British doctors warned on Friday that hospitals across the country are facing a dangerous few weeks amid new coronavirus infections that have been attributed to a new variant of the virus.
A day after the UK posted a record 55,892 new infections and another 964 coronavirus-related deaths, concerns about the effect on the overburdened National Health Service (NHS) are mounting.
The field hospitals that were built in the early days of the pandemic, but were subsequently suspended, are being reactivated.
The head of England’s Royal College of Nursing, Mike Adams, told Sky News that the UK was in the “eye of the storm” and it was “infuriating” to see people not following the social distancing guide or wearing masks. .
A prominent doctor also warned of burnout among healthcare workers on the front lines of the outbreak in hospitals, while urging people to follow the rules.
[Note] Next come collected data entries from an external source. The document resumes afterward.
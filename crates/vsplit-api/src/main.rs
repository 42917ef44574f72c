//! Axum API server binary.

use std::net::SocketAddr;

use tracing::{error, info};
use tracing_subscriber::{fmt, prelude::*, EnvFilter};

use vsplit_api::{create_router, ApiConfig, AppState};

#[tokio::main]
async fn main() {
    // Load environment variables
    dotenvy::dotenv().ok();

    // Install rustls crypto provider (required for rustls 0.23+)
    rustls::crypto::ring::default_provider()
        .install_default()
        .expect("Failed to install rustls crypto provider");

    // Initialize tracing with colored output for dev, JSON for production
    let use_json = std::env::var("LOG_FORMAT")
        .map(|v| v.to_lowercase() == "json")
        .unwrap_or(false);

    let env_filter = EnvFilter::from_default_env()
        .add_directive("vsplit=info".parse().unwrap());

    if use_json {
        tracing_subscriber::registry()
            .with(fmt::layer().json())
            .with(env_filter)
            .init();
    } else {
        tracing_subscriber::registry()
            .with(
                fmt::layer()
                    .with_ansi(true)
                    .with_target(true)
                    .with_thread_ids(false)
                    .with_file(false)
                    .with_line_number(false),
            )
            .with(env_filter)
            .init();
    }

    info!("Starting vsplit-api");

    // Load configuration
    let config = ApiConfig::from_env();
    info!("API config: host={}, port={}", config.host, config.port);

    // Create application state
    let state = match AppState::new(config.clone()).await {
        Ok(s) => s,
        Err(e) => {
            error!("Failed to create application state: {}", e);
            std::process::exit(1);
        }
    };

    // Initialize metrics
    let metrics_enabled = std::env::var("METRICS_ENABLED")
        .map(|v| v == "true" || v == "1")
        .unwrap_or(true);

    let metrics_handle = if metrics_enabled {
        info!("Prometheus metrics enabled at /metrics");
        Some(vsplit_api::metrics::init_metrics())
    } else {
        None
    };

    // Create router
    let app = create_router(state, metrics_handle);

    // Bind and serve
    let addr: SocketAddr = format!("{}:{}", config.host, config.port)
        .parse()
        .expect("Invalid bind address");

    info!("Listening on {}", addr);

    let listener = match tokio::net::TcpListener::bind(addr).await {
        Ok(l) => l,
        Err(e) => {
            error!("Failed to bind {}: {}", addr, e);
            std::process::exit(1);
        }
    };

    if let Err(e) = axum::serve(listener, app)
        .with_graceful_shutdown(shutdown_signal())
        .await
    {
        error!("Server error: {}", e);
        std::process::exit(1);
    }

    info!("Server shutdown complete");
}

async fn shutdown_signal() {
    tokio::signal::ctrl_c()
        .await
        .expect("Failed to install CTRL+C handler");
    info!("Received shutdown signal");
}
“I am concerned,” Adrian Boyle, vice president of the Royal College of Emergency Medicine, told the BBC. “We are very much in the battle positions.”
New infections have more than doubled in recent weeks after a new variant that is said to be around 70% more contagious was discovered to be behind a large increase in cases in London and south-east England.
READ | Which countries have reported new variants of Covid-19?
Given the delays between new cases and hospitalizations and subsequently deaths, there is great concern about the trajectory of the pandemic over the next few months in a country that has the second-highest number of virus-related deaths in Europe with almost 74,000.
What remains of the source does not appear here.